Zitat Zitat von Schnapper82
@DTiT: korrigier mich, wenn ich etwas falsches geschrieben habe.
Herrjeh, ich bin ja kein Biochemiker...
Ich denke, es ist nicht unbedingt wichtig zu wissen, wie das Zeug genau funktioniert. Wichtiger ist, sich ein Bild davon machen zu können, was es im Sport bewirkt und dass es noch nicht lang genug eingesetzt wird, um Nebenwirkungen und vor allem Spätfolgen wirklich absehen zu können. Allerdings sind manche Begleiterscheinungen mehr als offensichtlich, man muss nur richtig hinschauen. Das Knochenwachstum an sich ist ja in etwa mit dem 20. Lebensjahr abgeschlossen, aber manche Strukturen können eben ewig weiterwachsen, wie z.B. Knorpel, Muskeln, aber auch Muskelansätze und bestimmte "Knochenvorsprünge" um es mal laienhaft auszudrücken. Vor allem die Struktur um den Unterkiefer neigt zu starken Veränderungen, vorstehendes Kinn, lange Zunge, die Ohren werden auch grösser (Knorpel!) und dann überlegt Euch mal, warum Spitzenathleten wie Carl Lewis oder Marion Jones mit Mitte 20 auf einmal mit einer Zahnspange rumgelaufen sind? Warum bei Maurice Green die Zunge rausgehangen ist wie bei einem Hund? Kann das Zufall sein? Und schaut mal was Jörg Jaksche alles genommen hat. Der hat nicht nur EPO und Blutkonserven bekommen, sondern das ganze Programm, HGH inklusive (Quelle: Spiegel 27/2007)

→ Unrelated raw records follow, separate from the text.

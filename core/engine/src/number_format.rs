//! FILENAME: core/engine/src/number_format.rs
//! PURPOSE: Value formatting for cells, axis ticks and tooltips.
//! CONTEXT: This is called for every rendered cell, tick and tooltip, so it
//! never fails: any input shape produces some display string.

use chrono::NaiveDate;

use crate::pill::{Aggregation, ValueFormat};
use crate::value::FieldValue;

/// Placeholder shown for missing values.
pub const MISSING_VALUE: &str = "-";

/// Default upper bound on fraction digits.
const DEFAULT_MAX_FRACTION_DIGITS: u8 = 2;

/// Format a value for display using the pill's format and aggregation.
pub fn format_value(
    value: &FieldValue,
    format: Option<&ValueFormat>,
    aggregation: Option<Aggregation>,
) -> String {
    if value.is_missing() {
        return MISSING_VALUE.to_string();
    }

    match value {
        FieldValue::Date(date) => return format_locale_date(*date),
        FieldValue::Object(obj) => return obj.to_string(),
        _ => {}
    }

    let number = value.as_f64();

    if aggregation == Some(Aggregation::PercentOfTotal) {
        return match number {
            Some(n) => format_percentage(n, 2),
            None => MISSING_VALUE.to_string(),
        };
    }

    match number {
        Some(n) => format_number(n, format),
        None => value.to_string(),
    }
}

/// Shorthand for formatting a bare number.
pub fn format_f64(value: f64, format: Option<&ValueFormat>, aggregation: Option<Aggregation>) -> String {
    format_value(&FieldValue::Number(value), format, aggregation)
}

/// Format a number with thousands separators, wrapped in prefix/suffix.
pub fn format_number(value: f64, format: Option<&ValueFormat>) -> String {
    let default_format = ValueFormat::default();
    let format = format.unwrap_or(&default_format);

    let body = if !value.is_finite() {
        if value.is_sign_negative() { "-∞".to_string() } else { "∞".to_string() }
    } else if let Some(places) = format.decimal_places {
        add_thousands_separator(&format_decimal(value, places))
    } else {
        let max = format
            .maximum_fraction_digits
            .unwrap_or(DEFAULT_MAX_FRACTION_DIGITS);
        add_thousands_separator(&trim_fraction(&format_decimal(value, max)))
    };

    format!(
        "{}{}{}",
        format.prefix.as_deref().unwrap_or(""),
        body,
        format.suffix.as_deref().unwrap_or("")
    )
}

/// Abbreviated form for axis ticks (1.5K, 2M, 3.2B).
pub fn format_compact(value: f64) -> String {
    let abs_value = value.abs();
    let (scaled, unit) = if abs_value >= 1e9 {
        (value / 1e9, "B")
    } else if abs_value >= 1e6 {
        (value / 1e6, "M")
    } else if abs_value >= 1e3 {
        (value / 1e3, "K")
    } else {
        return format_number(value, None);
    };
    format!("{}{}", trim_fraction(&format_decimal(scaled, 1)), unit)
}

/// Locale (en-US) date string: month/day/year without padding.
fn format_locale_date(date: NaiveDate) -> String {
    date.format("%-m/%-d/%Y").to_string()
}

/// Format a number as percentage.
fn format_percentage(value: f64, decimal_places: u8) -> String {
    let percentage = value * 100.0;
    format!("{:.prec$}%", percentage, prec = decimal_places as usize)
}

/// Fixed number of fraction digits, no grouping.
fn format_decimal(value: f64, decimal_places: u8) -> String {
    let rounded = format!("{:.prec$}", value, prec = decimal_places as usize);
    // "-0.00" reads as noise in a dashboard
    if rounded.starts_with('-') && rounded[1..].chars().all(|c| c == '0' || c == '.') {
        rounded[1..].to_string()
    } else {
        rounded
    }
}

/// Drop trailing fraction zeros (and the dot if nothing remains).
fn trim_fraction(s: &str) -> String {
    if s.contains('.') {
        s.trim_end_matches('0').trim_end_matches('.').to_string()
    } else {
        s.to_string()
    }
}

/// Add thousands separators to a numeric string.
fn add_thousands_separator(s: &str) -> String {
    let (integer_part, decimal_part) = match s.split_once('.') {
        Some((int, dec)) => (int, Some(dec)),
        None => (s, None),
    };

    let negative = integer_part.starts_with('-');
    let digits: String = integer_part.chars().filter(|c| c.is_ascii_digit()).collect();

    let mut result = String::new();
    let len = digits.len();

    for (i, c) in digits.chars().enumerate() {
        if i > 0 && (len - i) % 3 == 0 {
            result.push(',');
        }
        result.push(c);
    }

    if negative {
        result = format!("-{}", result);
    }

    if let Some(decimal) = decimal_part {
        result.push('.');
        result.push_str(decimal);
    }

    result
}
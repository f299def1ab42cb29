//! FILENAME: core/chart-engine/src/backend.rs
//! PURPOSE: The seam between the shared encoding and a concrete charting library.
//! CONTEXT: A backend declares which chart types it can draw, translates an
//! `EncodedChart` into its native option tree, and decodes its native click
//! payload into a `Hit`. Everything else is provided by the trait.

use engine::{ChartLibrary, ChartType, ProcessedData, Widget};
use serde_json::Value;

use crate::chartjs::ChartJsBackend;
use crate::echarts::EchartsBackend;
use crate::encoding::{encode, ChartInput, EncodedChart, Hit, Placeholder};
use crate::recharts::RechartsBackend;

static ECHARTS: EchartsBackend = EchartsBackend;
static CHARTJS: ChartJsBackend = ChartJsBackend;
static RECHARTS: RechartsBackend = RechartsBackend;

/// Result of rendering a widget through a backend.
#[derive(Debug, Clone, PartialEq)]
pub enum ChartRender {
    /// Native option tree plus the plan it was built from.
    Chart { options: Value, encoded: EncodedChart },
    Placeholder(Placeholder),
}

impl ChartRender {
    pub fn options(&self) -> Option<&Value> {
        match self {
            ChartRender::Chart { options, .. } => Some(options),
            ChartRender::Placeholder(_) => None,
        }
    }

    pub fn placeholder(&self) -> Option<&Placeholder> {
        match self {
            ChartRender::Placeholder(p) => Some(p),
            ChartRender::Chart { .. } => None,
        }
    }

    pub fn encoded(&self) -> Option<&EncodedChart> {
        match self {
            ChartRender::Chart { encoded, .. } => Some(encoded),
            ChartRender::Placeholder(_) => None,
        }
    }
}

pub trait ChartBackend: Send + Sync {
    fn library(&self) -> ChartLibrary;

    fn supports(&self, chart_type: ChartType) -> bool;

    /// Native option tree for an encoded chart.
    fn translate(&self, encoded: &EncodedChart) -> Value;

    /// Decodes the library's click payload. `None` means empty space.
    fn resolve_hit(&self, native: &Value) -> Option<Hit>;

    fn unsupported(&self, chart_type: ChartType) -> Placeholder {
        Placeholder::unsupported(format!(
            "{} does not support {} charts",
            self.library().display_name(),
            chart_type.display_name()
        ))
    }

    /// Full pipeline: support check, shared encoding, native translation.
    fn render(&self, widget: &Widget, data: &ProcessedData) -> ChartRender {
        let input = match data {
            ProcessedData::Chart(chart) => ChartInput::Chart(chart),
            ProcessedData::Sankey(sankey) => {
                if !self.supports(ChartType::Sankey) {
                    return ChartRender::Placeholder(self.unsupported(ChartType::Sankey));
                }
                ChartInput::Sankey(sankey)
            }
            ProcessedData::Loading { message } | ProcessedData::NoData { message } => {
                return ChartRender::Placeholder(Placeholder {
                    kind: crate::encoding::PlaceholderKind::Empty,
                    message: message.clone(),
                })
            }
            ProcessedData::Table(_) | ProcessedData::Kpi(_) | ProcessedData::Heatmap(_) => {
                return ChartRender::Placeholder(Placeholder::unsupported(format!(
                    "{} results cannot be drawn as a chart",
                    data.kind()
                )))
            }
        };

        if widget.chart_type != ChartType::Map && !self.supports(widget.chart_type) {
            if let ChartInput::Chart(_) = input {
                return ChartRender::Placeholder(self.unsupported(widget.chart_type));
            }
        }

        match encode(widget, input) {
            Ok(encoded) => ChartRender::Chart {
                options: self.translate(&encoded),
                encoded,
            },
            Err(placeholder) => ChartRender::Placeholder(placeholder),
        }
    }
}

/// Backend for a library.
pub fn backend_for(library: ChartLibrary) -> &'static dyn ChartBackend {
    match library {
        ChartLibrary::Echarts => &ECHARTS,
        ChartLibrary::Chartjs => &CHARTJS,
        ChartLibrary::Recharts => &RECHARTS,
    }
}

/// Reads a non-negative integer field from a JSON object.
pub(crate) fn index_field(value: &Value, key: &str) -> Option<usize> {
    value.get(key)?.as_u64().map(|n| n as usize)
}
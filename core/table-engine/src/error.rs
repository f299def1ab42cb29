//! FILENAME: core/table-engine/src/error.rs

use engine::ModelError;
use thiserror::Error;

#[derive(Debug, Clone, PartialEq, Error)]
pub enum TableError {
    #[error("unknown column key '{0}'")]
    UnknownColumn(String),

    #[error("row hierarchy is broken: {0}")]
    Hierarchy(#[from] ModelError),
}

Und ich hab ja auch schon gesagt, im Spitzensport wird sich an Grenzwerte herangedopt. Und dann gibt es eben so zweifelhafte Labors wie das der Universität Extremadura, die auch noch Geld damit machen, indem sie Sportlern und Teams anbieten, durch inoffizielle Tests die Einhaltung dieser Grenzwerte zu gewährleisten. Und glaubt bitte nicht, dass der Fussball sauber ist. Was glaubt Ihr, warum die spanische Justiz die Fuentes-Akten nicht rausgibt? (Quelle: Le Monde, Frankreich, 2007, Nummer der Ausgabe weiss ich leider nimmer)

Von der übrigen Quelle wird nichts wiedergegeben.